Mumbai: While the lynching incident in Dadri brought simmering communal tension into national focus, closer home in Dharavi, a 53-year-old businessman has set an example of Hindu-Muslim brotherhood. With the local mosque closed for redevelopment, it is thanks to this Hindu leather merchant that the local Muslim community has a place to offer namaaz.
"Our masjid was very small and old, which is why we began its redevelopment in March. But after that, we had nowhere to offer our prayers," said Haji Shaukatali, trustee of Noor Masjid in Mukund Nagar. When the community approached Dilip Kale, he did not hesitate to help them.
Kale, who runs a store called Jazz Leathers in Sion, owns a second shop right opposite the mosque in Mukund Nagar. This 2,500 sq ft shop was just right for the purpose, and Kale readily offered it to them. "They came to me for help and I readily gave them my shop to use. After all, these are my people. We have all been living together in this area for over 40 years," said Kale.
The shop is situated on the ground floor of the Jai Bajrangbali building, which is in the finishing stage of redevelopment. With the building not yet ready for use, it was Kale who put marble flooring in place so his neighbours could offer prayers in comfort, and he even had lights, fans and taps installed there.
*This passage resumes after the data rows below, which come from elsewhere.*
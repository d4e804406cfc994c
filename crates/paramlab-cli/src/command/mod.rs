//! One-shot commands that print JSON to stdout and exit.

use std::collections::BTreeMap;
use std::io::{self, Write};

use paramlab_core::param::Stage;
use paramlab_core::{ConfigResolver, ModelDescriptor, ModelRole};
use serde::Serialize;
use serde_json::{Value, json};
use strum::IntoEnumIterator;

use crate::TRACING_TARGET_CONFIG;
use crate::config::{ModelsArgs, ResolveArgs, ValidateArgs};

/// Summary of a successful `validate` run.
///
/// Inconsistent overrides are only logged unless `args.strict` is set, in
/// which case they fail the command.
pub fn validate(resolver: &ConfigResolver, args: &ValidateArgs) -> anyhow::Result<Value> {
    let snapshot = resolver.snapshot();
    let mut issues = 0;
    for task in resolver.registry().tasks() {
        issues += resolver.resolve_task(task)?.issue_count();
    }

    if issues > 0 {
        tracing::warn!(
            target: TRACING_TARGET_CONFIG,
            issues,
            "resolved parameters are inconsistent with their bounds or options"
        );
        if args.strict {
            anyhow::bail!("{issues} resolved parameters are inconsistent with their bounds or options");
        }
    }

    Ok(json!({
        "parameters": Stage::iter().map(|stage| snapshot.catalog().all(stage).len()).sum::<usize>(),
        "overridden_tasks": snapshot.overrides().tasks().count(),
        "tasks": resolver.registry().len(),
        "models": resolver.models().len(),
        "documented": snapshot.documentation().len(),
        "issues": issues,
    }))
}

/// Resolves a task, one stage of it, or a single parameter.
pub fn resolve(resolver: &ConfigResolver, args: &ResolveArgs) -> anyhow::Result<Value> {
    let Some(stage) = args.stage.as_deref() else {
        return Ok(serde_json::to_value(resolver.resolve_task(&args.task)?)?);
    };

    let stage = Stage::parse(stage)?;
    let value = match args.parameter.as_deref() {
        Some(parameter) => {
            serde_json::to_value(resolver.resolve_parameter(&args.task, stage, parameter)?)?
        }
        None => serde_json::to_value(resolver.resolve(&args.task, stage)?)?,
    };
    Ok(value)
}

pub fn tasks(resolver: &ConfigResolver) -> anyhow::Result<Value> {
    Ok(serde_json::to_value(resolver.registry().descriptors())?)
}

/// Lists models grouped by role, or the models of `args.role`.
pub fn models(resolver: &ConfigResolver, args: &ModelsArgs) -> anyhow::Result<Value> {
    let catalog = resolver.models();
    if let Some(role) = args.role.as_deref() {
        let role = ModelRole::parse(role)?;
        return Ok(serde_json::to_value(catalog.by_role(role))?);
    }

    let grouped: BTreeMap<ModelRole, &[ModelDescriptor]> = ModelRole::iter()
        .map(|role| (role, catalog.by_role(role)))
        .collect();
    Ok(serde_json::to_value(grouped)?)
}

/// Writes `value` as pretty JSON followed by a newline.
pub fn print(value: &impl Serialize) -> anyhow::Result<()> {
    let mut stdout = io::stdout().lock();
    serde_json::to_writer_pretty(&mut stdout, value)?;
    writeln!(stdout)?;
    Ok(())
}
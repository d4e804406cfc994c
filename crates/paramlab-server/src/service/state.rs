use std::sync::Arc;

use paramlab_core::ConfigResolver;

use crate::service::{ResolverConfig, Result};

/// Application state.
///
/// Used for the [`State`] extraction (dependency injection).
///
/// [`State`]: axum::extract::State
#[must_use = "state does nothing unless you use it"]
#[derive(Debug, Clone)]
pub struct ServiceState {
    resolver: Arc<ConfigResolver>,
}

impl ServiceState {
    pub fn new(resolver: ConfigResolver) -> Self {
        Self {
            resolver: Arc::new(resolver),
        }
    }

    /// Loads the resolver described by `config`.
    pub fn from_config(config: &ResolverConfig) -> Result<Self> {
        config.load_resolver().map(Self::new)
    }

    pub fn resolver(&self) -> &Arc<ConfigResolver> {
        &self.resolver
    }
}

macro_rules! impl_di {
    ($($f:ident: $t:ty),+) => {$(
        impl axum::extract::FromRef<ServiceState> for $t {
            fn from_ref(state: &ServiceState) -> Self {
                state.$f.clone()
            }
        }
    )+};
}

impl_di!(resolver: Arc<ConfigResolver>);
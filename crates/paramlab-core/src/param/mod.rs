//! Parameter vocabulary: stages, widgets, values and specifications.

mod kind;
mod spec;
mod value;

pub use kind::{Stage, ValueType, WidgetKind};
pub use spec::{Bounds, Control, Numeric, ParameterSpec, SpecField, SpecViolation};
pub use value::ParamValue;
"The place was newly constructed, so we had issues offering namaaz on the uneven floor. Within a few days, Kale had marble tiles installed, along with lights and fans. We need to wash our hands and feet before prayers, so Kale even installed taps," said Attiullah Chaudhary, one of the local residents.
Local residents said Kale had not even accepted rent from them. "The place can fetch over R1 lakh per month in rent, but Kale is not even taking a single rupee from us. We have been using the shop for namaaz since April, and will continue to use for a few more months, till the masjid is ready," said a local, Imam Azam. With Kale not charging any rent, the community has managed to raise Rs 8 lakh for the redevelopment of the mosque.
"Till the masjid is ready, they can use the place free of cost, said Kale, adding, "I don't think I am doing something big. What I will do with money? I don't want rent."
According to Chaudhary, this is an example of true Hindu-Muslim harmony. "These days, there is so much hatred in people and just one spark can lead to riots. In such a time, Kale has done such noble work. It is a slap on the faces of those who want to destroy peace," he said.
"We call this Ganga Jamuna tehzeeb. Just like Ganga and Yamuna rivers meet, Hindu and Muslim cultures also come together in peace here, he added.
Another resident, Khurshid Ahmed said, "We celebrated important festivals here - the whole month of Ramzan and Bakri Eid was celebrated in the space that Kale provided to us." The same sentiments were echoed by Kale, who says the communities help each other in times of need.
"They say Dharavi is a communally sensitive area, but there is no such problem in our locality. Even during Ganpati festival, our pandal uses the support from the masjid's walls. I feel blessed to have the opportunity to do this holy work," he added.